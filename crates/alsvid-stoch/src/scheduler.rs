//! Trajectory scheduling across a bounded worker pool.

use std::num::NonZeroUsize;
use std::thread;

use alsvid_engine::EngineFactory;
use serde::{Deserialize, Serialize};
use tracing::debug;

use crate::error::StochResult;
use crate::trajectory::{self, RunSlot, SimulationContext};

/// Cores left to the rest of the system under [`WorkerPolicy::Auto`].
const RESERVED_THREADS: usize = 4;

/// How many worker threads execute the trajectories.
///
/// Injectable so tests can pin the pool size; the aggregate result does not
/// depend on the choice, only wall time does.
#[derive(Debug, Clone, Copy, Default, PartialEq, Eq, Serialize, Deserialize)]
pub enum WorkerPolicy {
    /// Available parallelism minus a fixed reserve, floored at one worker.
    #[default]
    Auto,
    /// Exactly this many workers.
    Fixed(NonZeroUsize),
    /// Debug mode: every run on the caller thread, no spawning.
    Sequential,
}

impl WorkerPolicy {
    /// Number of workers this policy yields on the current machine.
    pub fn worker_count(&self) -> usize {
        match self {
            WorkerPolicy::Auto => thread::available_parallelism()
                .map(NonZeroUsize::get)
                .unwrap_or(1)
                .saturating_sub(RESERVED_THREADS)
                .max(1),
            WorkerPolicy::Fixed(count) => count.get(),
            WorkerPolicy::Sequential => 1,
        }
    }
}

/// Run every trajectory, one disjoint slot per run id, and join all workers.
///
/// Returns the number of worker threads used. Nothing is observable before
/// every worker has finished; the first worker error fails the call and a
/// worker panic propagates.
pub(crate) fn dispatch<F: EngineFactory>(
    ctx: &SimulationContext<'_, F>,
    policy: WorkerPolicy,
    seeds: &[u64],
    slots: &mut [RunSlot],
) -> StochResult<usize> {
    let runs = slots.len();
    let workers = policy.worker_count().min(runs).max(1);

    if workers <= 1 {
        for (slot, &seed) in slots.iter_mut().zip(seeds) {
            trajectory::run(ctx, seed, slot)?;
        }
        return Ok(1);
    }

    let chunk = runs.div_ceil(workers);
    debug!(runs, workers, chunk, "dispatching stochastic runs");
    thread::scope(|scope| {
        let mut handles = Vec::with_capacity(workers);
        for (slot_chunk, seed_chunk) in slots.chunks_mut(chunk).zip(seeds.chunks(chunk)) {
            handles.push(scope.spawn(move || -> StochResult<()> {
                for (slot, &seed) in slot_chunk.iter_mut().zip(seed_chunk) {
                    trajectory::run(ctx, seed, slot)?;
                }
                Ok(())
            }));
        }
        let spawned = handles.len();
        for handle in handles {
            match handle.join() {
                Ok(result) => result?,
                Err(panic) => std::panic::resume_unwind(panic),
            }
        }
        Ok(spawned)
    })
}

#[cfg(test)]
mod tests {
    use super::*;

    #[test]
    fn test_policy_worker_counts() {
        assert_eq!(WorkerPolicy::Sequential.worker_count(), 1);
        assert_eq!(
            WorkerPolicy::Fixed(NonZeroUsize::new(3).unwrap()).worker_count(),
            3
        );
        assert!(WorkerPolicy::Auto.worker_count() >= 1);
    }
}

+++++

Using the records above, work out the number of lines that contain "SimulationContext" and write only that number.

▶ SOLUTION FOR THIS TASK
2